Emmy hizo una mueca: no cambiaría su MG rojo por ningún otro coche en el mundo, ni siguiera por el rápido y suave BMW de Brodie.

– No es mi tipo, Gary -dijo pasándole las llaves-. Es de un amigo. Échale un vistazo, ¿de acuerdo? Se llama Brodie y vendrá un poco más tarde a por él. ¿Querrás devolverle las llaves y darle las gracias de mi parte?

– Por supuesto, señorita Carlisle.

– Y necesito un taxi dentro de unos quince minutos -lo tenía todo preparado: la maleta, el pasaporte, los cheques de viaje; sólo necesitaba ducharse y cambiarse de ropa-. Estaré fuera alrededor de una semana. ¿Me harás el favor de decirle al repartidor que no me traigan ni el periódico ni la leche estos días?

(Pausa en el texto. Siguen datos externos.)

impl Eq for NodeType {}

impl fmt::Debug for NodeType {
    fn fmt(&self, f: &mut fmt::Formatter<'_>) -> fmt::Result {
        write!(f, "NodeType({})", self.name())
    }
}

/// Like nodes, marks (which are associated with nodes to signify things like
/// emphasis or being part of a link) are tagged with type objects, which are
/// instantiated once per schema.
#[derive(Clone)]
pub struct MarkType {
    schema: Schema,
    pub(crate) id: usize,
}

impl MarkType {
    fn data(&self) -> &MarkTypeData {
        &self.schema.data().marks[self.id]
    }

    /// The name of the mark type.
    pub fn name(&self) -> &str {
        &self.data().name
    }

    /// The schema this type belongs to.
    pub fn schema(&self) -> &Schema {
        &self.schema
    }

    /// The position of this mark type in the schema's declared mark order.
    /// Mark sets are kept sorted by rank.
    pub fn rank(&self) -> usize {
        self.id
    }

    /// Whether this mark extends to content inserted at its end boundary.
    pub fn inclusive(&self) -> bool {
        self.data().inclusive
    }

    /// Queries whether a given mark type is excluded by this one.
    pub fn excludes(&self, other: &MarkType) -> bool {
        self.data().excluded.contains(&other.id)
    }

    /// Create a mark of this type with the given attributes.
    pub fn create(&self, attrs: Option<&Attrs>) -> Result<Mark, SchemaError> {
        if attrs.is_none() {
            if let Some(defaults) = &self.data().default_attrs {
                return Ok(Mark::new(self.clone(), defaults.clone()));
            }
        }
        let attrs = compute_attrs(&self.data().attrs, attrs)?;
        Ok(Mark::new(self.clone(), attrs))
    }

    /// When there is a mark of this type in the given set, return it.
    pub fn is_in_set<'a>(&self, set: &'a [Mark]) -> Option<&'a Mark> {
        set.iter().find(|m| m.r#type() == self)
    }

    /// Remove all marks of this type from the given set.
    pub fn remove_from_set(&self, set: &[Mark]) -> Vec<Mark> {
        set.iter().filter(|m| m.r#type() != self).cloned().collect()
    }
}

impl PartialEq for MarkType {
    fn eq(&self, other: &Self) -> bool {
        self.schema == other.schema && self.id == other.id
    }
}

impl Eq for MarkType {}

impl fmt::Debug for MarkType {
    fn fmt(&self, f: &mut fmt::Formatter<'_>) -> fmt::Result {
        write!(f, "MarkType({})", self.name())
    }
}
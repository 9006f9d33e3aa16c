//! # Node builders
//!
//! Functions to create documents in the [basic schema](super)
//! programmatically, in the style of the original test builders. These
//! builders panic on invalid input (unknown attributes, empty text where text
//! is required), which makes them convenient for tests, examples and fixture
//! construction, and unsuitable for untrusted input.
use super::schema as basic_schema;
use crate::fragment::Fragment;
use crate::mark::Mark;
use crate::node::Node;
use crate::schema::{Attrs, Schema};
use serde_json::json;

/// The schema the builders produce nodes in.
pub fn schema() -> &'static Schema {
    basic_schema()
}

/// Conversion of builder arguments into a fragment.
pub trait IntoFragment {
    /// Build the fragment.
    fn into_fragment(self) -> Fragment;
}

impl IntoFragment for Fragment {
    fn into_fragment(self) -> Fragment {
        self
    }
}

impl IntoFragment for &str {
    fn into_fragment(self) -> Fragment {
        if self.is_empty() {
            Fragment::new()
        } else {
            Fragment::from(text(self))
        }
    }
}

impl IntoFragment for Node {
    fn into_fragment(self) -> Fragment {
        Fragment::from(self)
    }
}

impl IntoFragment for Vec<Node> {
    fn into_fragment(self) -> Fragment {
        Fragment::from(self)
    }
}

/// Conversion of a single builder argument into a node.
pub trait IntoNode {
    /// Build the node.
    fn into_node(self) -> Node;
}

impl IntoNode for Node {
    fn into_node(self) -> Node {
        self
    }
}

impl IntoNode for &str {
    fn into_node(self) -> Node {
        text(self)
    }
}

impl<A: IntoNode> IntoFragment for (A,) {
    fn into_fragment(self) -> Fragment {
        Fragment::from(vec![self.0.into_node()])
    }
}

impl<A: IntoNode, B: IntoNode> IntoFragment for (A, B) {
    fn into_fragment(self) -> Fragment {
        Fragment::from(vec![self.0.into_node(), self.1.into_node()])
    }
}

impl<A: IntoNode, B: IntoNode, C: IntoNode> IntoFragment for (A, B, C) {
    fn into_fragment(self) -> Fragment {
        Fragment::from(vec![
            self.0.into_node(),
            self.1.into_node(),
            self.2.into_node(),
        ])
    }
}

impl<A: IntoNode, B: IntoNode, C: IntoNode, D: IntoNode> IntoFragment for (A, B, C, D) {
    fn into_fragment(self) -> Fragment {
        Fragment::from(vec![
            self.0.into_node(),
            self.1.into_node(),
            self.2.into_node(),
            self.3.into_node(),
        ])
    }
}

fn block(name: &str, content: Fragment) -> Node {
    schema()
        .node(name, None, content, vec![])
        .expect("builder arguments form a constructible node")
}

/// Create a document node.
pub fn doc<A: IntoFragment>(content: A) -> Node {
    block("doc", content.into_fragment())
}

/// Create a document node without content.
pub fn doc_empty() -> Node {
    block("doc", Fragment::new())
}

/// Create a paragraph node.
pub fn p<A: IntoFragment>(content: A) -> Node {
    block("paragraph", content.into_fragment())
}

/// Create a blockquote node.
pub fn blockquote<A: IntoFragment>(content: A) -> Node {
    block("blockquote", content.into_fragment())
}

/// Create a heading node with the given level.
pub fn h<A: IntoFragment>(level: u8, content: A) -> Node {
    let mut attrs = Attrs::new();
    attrs.insert("level".to_owned(), json!(level));
    schema()
        .node("heading", Some(&attrs), content.into_fragment(), vec![])
        .expect("builder arguments form a constructible node")
}

/// Create a heading (level 1) node.
pub fn h1<A: IntoFragment>(content: A) -> Node {
    h(1, content)
}

/// Create a heading (level 2) node.
pub fn h2<A: IntoFragment>(content: A) -> Node {
    h(2, content)
}

/// Create a code block node.
pub fn pre(content: &str) -> Node {
    block("code_block", content.into_fragment())
}

/// Create a horizontal rule node.
pub fn hr() -> Node {
    block("horizontal_rule", Fragment::new())
}

/// Create a hard break node.
pub fn br() -> Node {
    block("hard_break", Fragment::new())
}

/// Create an image node.
pub fn img(src: &str) -> Node {
    let mut attrs = Attrs::new();
    attrs.insert("src".to_owned(), json!(src));
    schema()
        .node("image", Some(&attrs), Fragment::new(), vec![])
        .expect("builder arguments form a constructible node")
}

/// Create a text node.
pub fn text(content: &str) -> Node {
    schema().text(content, vec![])
}

fn marked(content: &str, mark: Mark) -> Node {
    schema().text(content, vec![mark])
}

fn simple_mark(name: &str) -> Mark {
    schema()
        .mark(name, None)
        .expect("the basic schema has this mark")
}

/// Create an emphasized text node.
pub fn em(content: &str) -> Node {
    marked(content, simple_mark("em"))
}

/// Create a strong text node.
pub fn strong(content: &str) -> Node {
    marked(content, simple_mark("strong"))
}

/// Create a code text node.
pub fn code(content: &str) -> Node {
    marked(content, simple_mark("code"))
}

/// Create a linked text node.
pub fn a(href: &str, content: &str) -> Node {
    let mut attrs = Attrs::new();
    attrs.insert("href".to_owned(), json!(href));
    let mark = schema()
        .mark("link", Some(attrs))
        .expect("the basic schema has a link mark");
    marked(content, mark)
}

– Me encargaré de ello, señorita Carlisle. ¿Se va a algún lugar bonito?

– A Francia -dijo, tras pensarlo un momento-. Al sur de Francia -sonrió-. Te enviaré una postal.

– Me hará mucha ilusión. Llámeme cuando quiera que suba a buscar la maleta.

Y así lo hizo. Pero cuando abrió la puerta no era el portero el que estaba en el vestíbulo, sino Brodie.

– ¿Quiere que le baje la maleta, señorita? -estaba sonriendo, pero no era el tipo de sonrisa que sugiriera buen humor.

Abrió la boca para preguntarle cómo demonios la había alcanzado con tanta rapidez y luego, tras darse cuenta de que eso no importaba, la cerró de nuevo y retrocedió al tiempo que Brodie entraba en su apartamento con la maleta en la mano y cerraba la puerta con fuerza.

– No esperaba volver a verte tan pronto -dijo Emmy.

– No -contestó con cara de pocos amigos-, pero debías haber esperado que me presentara en algún momento. ¿O esperabas acaso que no llegara ni a la boda?

– ¿Cómo diantres lo has hecho? ¿Has robado un coche?

– ¿Cómo hiciste tú, Emmy? No, una señora muy amable me prestó el suyo porque ha pensado que estamos hechos el uno para el otro. Ella no desea que cometas un grave error.

– ¿Cómo? Yo no te robé el coche, Brodie; no tenía la intención de quitártelo para siempre.

– ¿En serio? Quizá debiera llamar ahora a la policía y dejar que discuta ese punto con el juez.

– No lo harás -le dijo en tono retador-. Si lo hicieras mi padre…

– ¿Qué haría tu padre? Ordenar a Hollingworth que me despida. Yo soy socio de Hollingworth, señorita Carlisle, y no puede permitírselo, ni tampoco la publicidad. Pero conoces a tu padre mejor que yo. ¿Te gustaría intentarlo?

A Emerald no le gustaba que nadie quedara por encima de ella, pero pensó que ponerse furiosa en ese momento no sería lo más recomendable. Por ello se limitó a sonreír.